Each company is given a scheduled block of time on each project calendar to complete their tasks.   Rarely will these people be working every day of their calendared block of time onsite. Most people go to work at their job daily, and some are surprised to learn that contracting is different – Coast or its subcontractors, will move staff from one project to another within a scheduled window, but will not normally work daily 9-5 at every job every day.  

It is Coast’s job to ensure that we manage the subcontractors into the scheduled windows and deadlines to stick to the overall job calendar. There are overlapping and interlocking processes that must happen in a particular order, and each group of workers may have multiple projects happening at any time at different jobsites. 

That means it is impossible to work on one building at a time start to finish – crews are moved around as building materials delivery and calendar allow.   Subcontractors may leave a jobsite for days or weeks at a time!  The bigger picture for Coast is whether they are on time regarding the overall project timeline. 

For example: Drywall installation happens in two stages:  Install it and screw it to the framing, and then STOP and wait for inspection.  Only then can the mud that covers the screws to make it paintable be put in.  The mud must dry before it can be sanded smooth, which triggers another inspection.  The drywall guys will therefore come and work on the house in chunks while rotating around to other buildings to work on different chunks elsewhere, and this creates an impression that “nobody’s at the house today” over and over, but there is a reason that these delays are present.   

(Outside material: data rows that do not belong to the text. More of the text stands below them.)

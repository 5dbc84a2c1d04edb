use std::collections::BTreeMap;

use crate::{
    error::MarginaliaError,
    store::{ObjectStore, StagedWrites},
};

/// A store that lives only as long as the process.
#[derive(Clone, Debug, Default, PartialEq)]
pub struct MemoryStore {
    blobs: BTreeMap<String, Vec<u8>>,
}

impl MemoryStore {
    pub fn new() -> MemoryStore {
        MemoryStore::default()
    }

    pub fn len(&self) -> usize {
        self.blobs.len()
    }

    pub fn is_empty(&self) -> bool {
        self.blobs.is_empty()
    }

    pub fn keys(&self) -> impl Iterator<Item = &str> + '_ {
        self.blobs.keys().map(String::as_str)
    }
}

impl ObjectStore for MemoryStore {
    fn get(&self, key: &str) -> Result<Option<Vec<u8>>, MarginaliaError> {
        Ok(self.blobs.get(key).cloned())
    }

    fn commit(&mut self, writes: StagedWrites) -> Result<(), MarginaliaError> {
        tracing::debug!("committing {} writes to memory store", writes.len());
        apply_writes(&mut self.blobs, writes);
        Ok(())
    }
}

pub(crate) fn apply_writes(blobs: &mut BTreeMap<String, Vec<u8>>, writes: StagedWrites) {
    for (key, value) in writes {
        match value {
            Some(bytes) => {
                blobs.insert(key, bytes);
            }
            None => {
                blobs.remove(&key);
            }
        }
    }
}
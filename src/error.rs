use std::{fmt, io, num::ParseIntError};

use serde::{Deserialize, Serialize};
use serde_json::Error as JsonError;
use thiserror::Error;
use url::ParseError as UrlParseError;

#[derive(Debug, Clone, PartialEq, Serialize, Deserialize, Error, uniffi::Error)]
#[uniffi(flat_error)]
pub enum MarginaliaError {
    #[error("Decode error: {0}")]
    Decode(String),
    #[error("Encode failure: {0}")]
    Encode(String),
    #[error("Invalid block type: {0}")]
    InvalidType(String),
    #[error("Invalid block data: {0}")]
    InvalidData(String),
    #[error("Failed to convert block data to blocks: {0}")]
    FailedToConvertBlockDataToBlocks(String),
    #[error("Duplicate chapter: {0}")]
    DuplicateChapter(String),
    #[error("Structural invariant violated: {0}")]
    StructuralInvariant(String),
    #[error("Invalid outline edit: {0}")]
    InvalidEdit(String),
    #[error("Item Not Found: {0}")]
    NotFound(String),
    #[error("(De)Serialization error: {0}")]
    Serialization(String),
    #[error("File System error: {0}")]
    Io(String),
    #[error("Storage error: {0}")]
    Storage(String),
}

impl MarginaliaError {
    /// Decode failures are the ones a caller may degrade to an empty document on.
    pub fn is_decode_failure(&self) -> bool {
        matches!(
            self,
            MarginaliaError::Decode(_)
                | MarginaliaError::InvalidType(_)
                | MarginaliaError::InvalidData(_)
                | MarginaliaError::FailedToConvertBlockDataToBlocks(_)
        )
    }
}

impl From<toml::de::Error> for MarginaliaError {
    fn from(src: toml::de::Error) -> MarginaliaError {
        MarginaliaError::Serialization(format!("Toml deserialization error: {src}"))
    }
}

impl From<toml::ser::Error> for MarginaliaError {
    fn from(src: toml::ser::Error) -> MarginaliaError {
        MarginaliaError::Serialization(format!("Toml serialization error: {src}"))
    }
}

impl From<JsonError> for MarginaliaError {
    fn from(src: JsonError) -> MarginaliaError {
        MarginaliaError::Serialization(format!("JSON (de)serialization error: {src}"))
    }
}

impl From<uuid::Error> for MarginaliaError {
    fn from(src: uuid::Error) -> MarginaliaError {
        MarginaliaError::Serialization(format!("UUID conversion failed: {src}"))
    }
}

impl From<UrlParseError> for MarginaliaError {
    fn from(src: UrlParseError) -> MarginaliaError {
        MarginaliaError::Serialization(format!("Invalid URL: {src}"))
    }
}

impl From<hex::FromHexError> for MarginaliaError {
    fn from(src: hex::FromHexError) -> MarginaliaError {
        MarginaliaError::Storage(format!("Stored blob is not valid hex: {src}"))
    }
}

impl From<ParseIntError> for MarginaliaError {
    fn from(src: ParseIntError) -> MarginaliaError {
        MarginaliaError::Decode(format!("Expected an integer: {src}"))
    }
}

impl From<io::Error> for MarginaliaError {
    fn from(x: io::Error) -> Self {
        match x.kind() {
            io::ErrorKind::NotFound => MarginaliaError::NotFound(format!("{x}")),
            _ => MarginaliaError::Io(format!("IOError: {}", x.kind())),
        }
    }
}

impl From<fmt::Error> for MarginaliaError {
    fn from(x: fmt::Error) -> Self {
        MarginaliaError::Encode(format!("{x}"))
    }
}
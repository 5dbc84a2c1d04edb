use serde::{Deserialize, Serialize};
use std::ops::Range;
use url::Url;

use crate::{
    error::MarginaliaError,
    style::{Attributes, InlineStyle, InlineStyles, StyleBuilder},
};

/// A character range with its inline styles and optional link targets.
///
/// Offsets count Unicode scalar values (`char`s) of the owning text.
#[derive(Clone, Debug, Default, PartialEq, Eq, Hash, Serialize, Deserialize)]
pub struct StyleRun {
    pub range: Range<usize>,
    pub styles: InlineStyles,
    pub link: Option<Url>,
    pub page_link: Option<u32>,
}

impl StyleRun {
    pub fn new(range: Range<usize>, styles: InlineStyles) -> StyleRun {
        StyleRun {
            range,
            styles,
            link: None,
            page_link: None,
        }
    }

    pub fn with_link(mut self, link: Url) -> StyleRun {
        self.link = Some(link);
        self
    }

    pub fn with_page_link(mut self, page: u32) -> StyleRun {
        self.page_link = Some(page);
        self
    }

    /// A plain run carries nothing a gap wouldn't.
    pub fn is_plain(&self) -> bool {
        self.styles.is_empty() && self.link.is_none() && self.page_link.is_none()
    }

    fn same_attributes(&self, other: &StyleRun) -> bool {
        self.styles == other.styles && self.link == other.link && self.page_link == other.page_link
    }

    fn with_range(&self, range: Range<usize>) -> StyleRun {
        StyleRun {
            range,
            ..self.clone()
        }
    }
}

/// Text plus its sorted, non-overlapping style runs. Gaps between runs are unstyled.
#[derive(Clone, Debug, Default, PartialEq, Eq, Hash, Serialize, Deserialize)]
pub struct StyledText {
    text: String,
    runs: Vec<StyleRun>,
}

impl StyledText {
    pub fn new<S: Into<String>>(text: S) -> StyledText {
        StyledText {
            text: text.into(),
            runs: Vec::new(),
        }
    }

    /// Build styled text from explicit runs. The runs are taken as given (no merging), but must be
    /// sorted, non-overlapping, non-empty and within the text.
    pub fn with_runs<S: Into<String>>(
        text: S,
        runs: Vec<StyleRun>,
    ) -> Result<StyledText, MarginaliaError> {
        let styled = StyledText {
            text: text.into(),
            runs,
        };
        styled.check_runs().map_err(MarginaliaError::InvalidData)?;
        Ok(styled)
    }

    pub fn text(&self) -> &str {
        &self.text
    }

    pub fn runs(&self) -> &[StyleRun] {
        &self.runs
    }

    pub fn char_len(&self) -> usize {
        self.text.chars().count()
    }

    pub fn is_empty(&self) -> bool {
        self.text.is_empty()
    }

    /// Describe the first way the runs break their invariants, if any.
    pub(crate) fn check_runs(&self) -> Result<(), String> {
        let len = self.char_len();
        let mut previous_end = 0;
        for (idx, run) in self.runs.iter().enumerate() {
            if run.range.start >= run.range.end {
                return Err(format!("run {idx} has empty range {:?}", run.range));
            }
            if run.range.end > len {
                return Err(format!(
                    "run {idx} range {:?} exceeds text length {len}",
                    run.range
                ));
            }
            if run.range.start < previous_end {
                return Err(format!(
                    "run {idx} range {:?} overlaps or precedes the previous run",
                    run.range
                ));
            }
            previous_end = run.range.end;
        }
        Ok(())
    }

    /// Byte offset of the char offset `offset`, clamped to the end of the text.
    fn byte_offset(&self, offset: usize) -> usize {
        self.text
            .char_indices()
            .nth(offset)
            .map(|(byte, _)| byte)
            .unwrap_or(self.text.len())
    }

    fn clamp(&self, range: &Range<usize>) -> Range<usize> {
        let len = self.char_len();
        let start = range.start.min(len);
        start..range.end.clamp(start, len)
    }

    /// The run covering `offset`, if the offset is not in a gap.
    pub fn run_at(&self, offset: usize) -> Option<&StyleRun> {
        self.runs.iter().find(|run| run.range.contains(&offset))
    }

    pub fn styles_at(&self, offset: usize) -> InlineStyles {
        self.run_at(offset)
            .map(|run| run.styles)
            .unwrap_or_default()
    }

    /// Copy out `range` as its own styled text, with runs clipped and shifted to start at zero.
    pub fn slice(&self, range: Range<usize>) -> StyledText {
        let range = self.clamp(&range);
        let bytes = self.byte_offset(range.start)..self.byte_offset(range.end);
        let text = self.text[bytes].to_string();
        let runs = self
            .runs
            .iter()
            .filter_map(|run| {
                let start = run.range.start.max(range.start);
                let end = run.range.end.min(range.end);
                (start < end).then(|| run.with_range(start - range.start..end - range.start))
            })
            .collect();
        StyledText { text, runs }
    }

    /// Append `other`, shifting its runs behind the current text.
    pub fn append(&mut self, other: &StyledText) {
        let shift = self.char_len();
        self.text.push_str(&other.text);
        let mut segments = std::mem::take(&mut self.runs);
        segments.extend(
            other
                .runs
                .iter()
                .map(|run| run.with_range(run.range.start + shift..run.range.end + shift)),
        );
        self.runs = normalize(segments);
    }

    /// Insert `insert` at `offset`. The new characters take the styles of the character before
    /// them (of the first character when inserting at the start).
    pub fn insert(&mut self, offset: usize, insert: &str) {
        let offset = offset.min(self.char_len());
        let added = insert.chars().count();
        if added == 0 {
            return;
        }
        let byte = self.byte_offset(offset);
        self.text.insert_str(byte, insert);
        for run in self.runs.iter_mut() {
            let extends = (run.range.start < offset && offset <= run.range.end)
                || (offset == 0 && run.range.start == 0);
            if extends {
                run.range.end += added;
            } else if run.range.start >= offset {
                run.range.start += added;
                run.range.end += added;
            }
        }
        let segments = std::mem::take(&mut self.runs);
        self.runs = normalize(segments);
    }

    /// Remove the characters in `range`, shrinking or dropping the runs it touches.
    pub fn delete(&mut self, range: Range<usize>) {
        let range = self.clamp(&range);
        let removed = range.end - range.start;
        if removed == 0 {
            return;
        }
        let (start_byte, end_byte) = (self.byte_offset(range.start), self.byte_offset(range.end));
        self.text.replace_range(start_byte..end_byte, "");
        let shift = |offset: usize| {
            if offset <= range.start {
                offset
            } else if offset >= range.end {
                offset - removed
            } else {
                range.start
            }
        };
        let segments = self
            .runs
            .iter()
            .map(|run| run.with_range(shift(run.range.start)..shift(run.range.end)))
            .filter(|run| run.range.start < run.range.end)
            .collect();
        self.runs = normalize(segments);
    }

    /// Every range of the text, gaps included, in order.
    fn segments(&self) -> Vec<StyleRun> {
        let mut segments = Vec::with_capacity(self.runs.len() * 2 + 1);
        let mut cursor = 0;
        for run in self.runs.iter() {
            if run.range.start > cursor {
                segments.push(StyleRun::new(cursor..run.range.start, InlineStyles::empty()));
            }
            segments.push(run.clone());
            cursor = run.range.end;
        }
        let len = self.char_len();
        if cursor < len {
            segments.push(StyleRun::new(cursor..len, InlineStyles::empty()));
        }
        segments
    }

    /// Apply `edit` to every part of the text inside `range`, splitting runs at the range edges.
    fn apply<F: Fn(&mut StyleRun)>(&mut self, range: Range<usize>, edit: F) {
        let range = self.clamp(&range);
        if range.start == range.end {
            return;
        }
        let mut edited = Vec::new();
        for segment in self.segments() {
            let (start, end) = (segment.range.start, segment.range.end);
            if end <= range.start || start >= range.end {
                edited.push(segment);
                continue;
            }
            if start < range.start {
                edited.push(segment.with_range(start..range.start));
            }
            let mut inner = segment.with_range(start.max(range.start)..end.min(range.end));
            edit(&mut inner);
            edited.push(inner);
            if end > range.end {
                edited.push(segment.with_range(range.end..end));
            }
        }
        self.runs = normalize(edited);
    }

    pub fn set_style(&mut self, range: Range<usize>, style: InlineStyle, on: bool) {
        tracing::debug!("set_style {style} = {on} over {range:?}");
        self.apply(range, |run| {
            if on {
                run.styles |= style;
            } else {
                run.styles -= style;
            }
        });
    }

    /// True iff every character in `range` carries `style`. An empty range never does.
    pub fn has_style(&self, range: Range<usize>, style: InlineStyle) -> bool {
        let range = self.clamp(&range);
        if range.start == range.end {
            return false;
        }
        self.segments()
            .iter()
            .filter(|seg| seg.range.end > range.start && seg.range.start < range.end)
            .all(|seg| seg.styles.contains(style))
    }

    /// Toggle `style` over `range`: it is removed when the whole range already carries it and
    /// added everywhere otherwise. Returns the new state.
    pub fn toggle_style(&mut self, range: Range<usize>, style: InlineStyle) -> bool {
        let on = !self.has_style(range.clone(), style);
        self.set_style(range, style, on);
        on
    }

    pub fn set_link(&mut self, range: Range<usize>, link: Option<Url>) {
        self.apply(range, |run| run.link = link.clone());
    }

    /// Setting a page link also sets the page-link style bit; clearing it removes both.
    pub fn set_page_link(&mut self, range: Range<usize>, page: Option<u32>) {
        self.apply(range, |run| {
            run.page_link = page;
            if page.is_some() {
                run.styles |= InlineStyle::PageLink;
            } else {
                run.styles -= InlineStyle::PageLink;
            }
        });
    }

    /// Resolved attributes for the whole text, gaps included, for the rendering collaborator.
    pub fn resolved_spans(
        &self,
        builder: &StyleBuilder,
        base: &Attributes,
    ) -> Vec<(Range<usize>, Attributes)> {
        self.segments()
            .into_iter()
            .map(|seg| {
                let prior = base.with_targets(seg.link.clone(), seg.page_link);
                (seg.range, builder.resolve(&prior, seg.styles))
            })
            .collect()
    }
}

impl From<&str> for StyledText {
    fn from(text: &str) -> Self {
        StyledText::new(text)
    }
}

impl From<String> for StyledText {
    fn from(text: String) -> Self {
        StyledText::new(text)
    }
}

/// Drop plain and empty segments and merge touching segments with equal attributes.
fn normalize(segments: Vec<StyleRun>) -> Vec<StyleRun> {
    let mut runs: Vec<StyleRun> = Vec::with_capacity(segments.len());
    for segment in segments {
        if segment.is_plain() || segment.range.start >= segment.range.end {
            continue;
        }
        match runs.last_mut() {
            Some(last)
                if last.range.end == segment.range.start && last.same_attributes(&segment) =>
            {
                last.range.end = segment.range.end;
            }
            _ => runs.push(segment),
        }
    }
    runs
}
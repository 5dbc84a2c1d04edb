//! Shared test utilities for integration tests.
//!
//! Import from integration test files as:
//! ```ignore
//! mod common;
//! ```

use marginalia_core::{
    block::{Block, BlockType, StyledText},
    chapter::Chapter,
    outline::OutlineContainer,
    style::InlineStyle,
};

/// Initialize tracing for tests, respecting RUST_LOG env var.
///
/// Safe to call multiple times; subsequent calls are no-ops.
#[allow(dead_code)]
pub fn init_logging() {
    tracing_subscriber::fmt()
        .with_env_filter(tracing_subscriber::EnvFilter::from_default_env())
        .with_test_writer()
        .try_init()
        .ok();
}

/// The three item outline used by the end-to-end lookups.
#[allow(dead_code)]
pub fn small_outline() -> OutlineContainer {
    OutlineContainer::from_items(
        vec![
            ("Root", 0, Chapter::root()),
            ("Ch1", 5, Chapter::new([0])),
            ("Ch1.1", 10, Chapter::new([0, 0])),
        ],
        1,
    )
    .unwrap()
}

/// A short note: a heading and a paragraph with one bold word.
#[allow(dead_code)]
pub fn short_note() -> Vec<Block> {
    let mut body = StyledText::new("remember this");
    body.set_style(0..8, InlineStyle::Bold, true);
    vec![
        Block::new(BlockType::Header1, "Summary").unwrap(),
        Block::Text(body),
    ]
}
//! Stable identifiers for documents, outline items and flashcards.
//!
//! Ids are v6 UUIDs, so they order chronologically by creation time within a process. The node
//! bytes of each id are derived from its kind, which keeps ids of different kinds apart even when
//! they are generated in the same clock tick.
use serde::{Deserialize, Serialize};
use std::fmt::{Display, Formatter};
pub use uuid::Uuid;

use crate::error::MarginaliaError;

// Use `Uuid` as a custom type, with `String` as the Builtin
uniffi::custom_type!(Uuid, String, {
    remote,
    try_lift: |val| Ok(Uuid::try_from(val)?),
    lower: |obj| format!(
        "{}",
        obj.hyphenated().encode_lower(&mut Uuid::encode_buffer())
    )
});

pub const UUID_NAMESPACE_MARGINALIA: Uuid = Uuid::from_bytes([
    0x3b, 0x5d, 0x1c, 0x8e, 0x7a, 0x42, 0x4f, 0x0e, 0x9c, 0x61, 0x2d, 0xe4, 0x50, 0x8a, 0x17, 0xc3,
]);

/// Node bytes for ids of `kind`: the last six bytes of a v5 UUID of the kind name.
fn kind_node(kind: &str) -> [u8; 6] {
    let mut node = [0u8; 6];
    let named = Uuid::new_v5(&UUID_NAMESPACE_MARGINALIA, kind.as_bytes());
    node.copy_from_slice(&named.as_bytes()[10..16]);
    node
}

macro_rules! id_newtype {
    ($(#[$doc:meta])* $name:ident, $kind:literal) => {
        $(#[$doc])*
        #[derive(Clone, Copy, Debug, Serialize, Deserialize, Hash, PartialEq, Eq, PartialOrd, Ord)]
        pub struct $name(Uuid);

        uniffi::custom_newtype!($name, Uuid);

        impl $name {
            pub fn new() -> Self {
                $name(Uuid::now_v6(&kind_node($kind)))
            }

            pub fn nil() -> Self {
                $name(Uuid::nil())
            }
        }

        impl Default for $name {
            fn default() -> Self {
                $name::new()
            }
        }

        impl AsRef<Uuid> for $name {
            fn as_ref(&self) -> &Uuid {
                &self.0
            }
        }

        impl From<Uuid> for $name {
            fn from(id: Uuid) -> Self {
                $name(id)
            }
        }

        impl TryFrom<&str> for $name {
            type Error = MarginaliaError;

            fn try_from(string: &str) -> Result<Self, Self::Error> {
                Ok($name(Uuid::parse_str(string)?))
            }
        }

        impl std::str::FromStr for $name {
            type Err = MarginaliaError;

            fn from_str(s: &str) -> Result<Self, Self::Err> {
                $name::try_from(s)
            }
        }

        impl Display for $name {
            fn fmt(&self, f: &mut Formatter<'_>) -> std::fmt::Result {
                write!(
                    f,
                    "{}",
                    self.0.hyphenated().encode_lower(&mut Uuid::encode_buffer())
                )
            }
        }

        impl From<$name> for String {
            fn from(val: $name) -> Self {
                format!("{val}")
            }
        }
    };
}

id_newtype!(
    /// A document (book or PDF) in the library.
    DocumentId,
    "document"
);

id_newtype!(
    /// An outline item. Independent of the item's chapter, so it survives renumbering.
    OutlineId,
    "outline"
);

id_newtype!(CardId, "card");
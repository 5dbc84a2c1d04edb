use serde::{Deserialize, Serialize};
use std::{
    fs::{read_to_string, write},
    path::PathBuf,
};

use crate::{error::MarginaliaError, outline::container::DEFAULT_MAX_DEPTH, style::StylePalette};

#[derive(Debug, Clone, PartialEq, Serialize, Deserialize)]
#[serde(default)]
pub struct OutlineConfig {
    /// Depth of the collapsed outline view notes and flashcards attach to.
    pub max_depth: usize,
    /// Label given to items created by outline edits.
    pub new_item_label: String,
}

impl Default for OutlineConfig {
    fn default() -> Self {
        OutlineConfig {
            max_depth: DEFAULT_MAX_DEPTH,
            new_item_label: "New Chapter".to_string(),
        }
    }
}

#[derive(Debug, Clone, Default, PartialEq, Serialize, Deserialize)]
#[serde(default)]
pub struct MarginaliaConfig {
    pub outline: OutlineConfig,
    pub palette: StylePalette,
}

pub trait ConfigProvider {
    fn load(&self) -> Result<MarginaliaConfig, MarginaliaError>;
    fn save(&self, config: &MarginaliaConfig) -> Result<(), MarginaliaError>;
}

#[derive(Debug, Serialize, Deserialize)]
pub struct TomlConfigProvider {
    path: PathBuf,
}

impl TomlConfigProvider {
    pub fn new(path: PathBuf) -> Self {
        TomlConfigProvider { path }
    }
}

impl ConfigProvider for TomlConfigProvider {
    fn load(&self) -> Result<MarginaliaConfig, MarginaliaError> {
        tracing::debug!("Attempting to read config from: {:?}", &self.path);
        if !self.path.exists() {
            tracing::debug!("Config file not found, using defaults.");
            return Ok(MarginaliaConfig::default());
        }
        let content = read_to_string(&self.path)?;
        Ok(toml::from_str(&content)?)
    }

    fn save(&self, config: &MarginaliaConfig) -> Result<(), MarginaliaError> {
        tracing::debug!("Attempting to write config to: {:?}", &self.path);
        let toml_string = toml::to_string(config)?;
        write(&self.path, toml_string)?;
        Ok(())
    }
}
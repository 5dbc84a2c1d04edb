use std::sync::Arc;

use crate::{
    chapter::Chapter,
    outline::{OutlineItem, UNKNOWN_PAGE},
    properties::OutlineId,
};

/// A frozen outline tree. Nodes are shared through [Arc], so snapshots are cheap to hand to
/// several observers and never change after they are taken.
#[derive(Clone, Debug, PartialEq)]
pub struct OutlineNode {
    item: OutlineItem,
    children: Vec<Arc<OutlineNode>>,
}

impl OutlineNode {
    /// Build the tree of chapter-ordered `items`. When the outline has no root item the tree gets
    /// a placeholder root with a nil id, an empty label and an unknown page.
    pub(crate) fn build(items: &[OutlineItem]) -> Arc<OutlineNode> {
        let (root, rest) = match items.first() {
            Some(first) if first.chapter.is_root() => (first.clone(), &items[1..]),
            _ => (
                OutlineItem {
                    id: OutlineId::nil(),
                    label: String::new(),
                    page: UNKNOWN_PAGE,
                    chapter: Chapter::root(),
                    parent: None,
                },
                items,
            ),
        };
        let mut pos = 0;
        let children = build_children(rest, &mut pos, 1);
        Arc::new(OutlineNode {
            item: root,
            children,
        })
    }

    pub fn item(&self) -> &OutlineItem {
        &self.item
    }

    pub fn children(&self) -> &[Arc<OutlineNode>] {
        &self.children
    }

    /// The node at `chapter` below this node.
    pub fn find(&self, chapter: &Chapter) -> Option<&OutlineNode> {
        let relative = chapter
            .indexes()
            .strip_prefix(self.item.chapter.indexes())?;
        let mut node = self;
        for index in relative {
            node = node.children.get(*index as usize)?;
        }
        Some(node)
    }

    /// Every item of the tree in document order.
    pub fn items(&self) -> Vec<&OutlineItem> {
        let mut out = vec![&self.item];
        for child in self.children.iter() {
            out.extend(child.items());
        }
        out
    }

    /// The item a reader on `page` is in: the last item in document order that starts on or
    /// before the page. Items with unknown pages are skipped.
    pub fn locate_page(&self, page: i64) -> Option<&OutlineItem> {
        self.items()
            .into_iter()
            .rev()
            .find(|item| item.has_page() && item.page <= page)
    }
}

fn build_children(items: &[OutlineItem], pos: &mut usize, depth: usize) -> Vec<Arc<OutlineNode>> {
    let mut children = Vec::new();
    while let Some(item) = items.get(*pos) {
        if item.depth() != depth {
            break;
        }
        *pos += 1;
        let grandchildren = build_children(items, pos, depth + 1);
        children.push(Arc::new(OutlineNode {
            item: item.clone(),
            children: grandchildren,
        }));
    }
    children
}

The same goes for wiring and plumbing – each section of the project, and each trade must have its work inspected in stages, and Coast must manage all of these interlocking pieces to keep the project moving forward despite all of the delays that are just part of the project as it progresses.

No work can happen while we’re waiting for a building inspector.   

It would be nice if the county felt the same way about inspections that McDonald’s does about serving hungry people, but they don’t…    Therefore, your project’s calendar has a block of 8 weeks to do work that might actually take 4.  Some things are just beyond your General Contractor’s control, and we know to account for that up front (or we’d go out of business!). 

Keep in mind that Coast can’t collect payment until each of the stages that trigger a payment are completed and THEN we get the pleasure of waiting weeks (or more) for the insurer and/or mortgage company to release the funds to the building owner, who must let the payments clear their bank before they can pay us.   Coast is obligated to fund the entire project up front in this system, and this is why you will find us focused on getting the funds herded out of the insurer/mortgage – it all takes a lot of time!  – A lot more time than most people imagine is reasonable, but reality dictates that we must run our projects this way.

Project Completion

Coast can’t complete the project until our customer is satisfied that the project is done, so expect us to consult you to come up with a final “to-do list” of remaining tasks.  You can help us by being organized and aware as we go into the last bit – we want that list completed just as much as our customers do!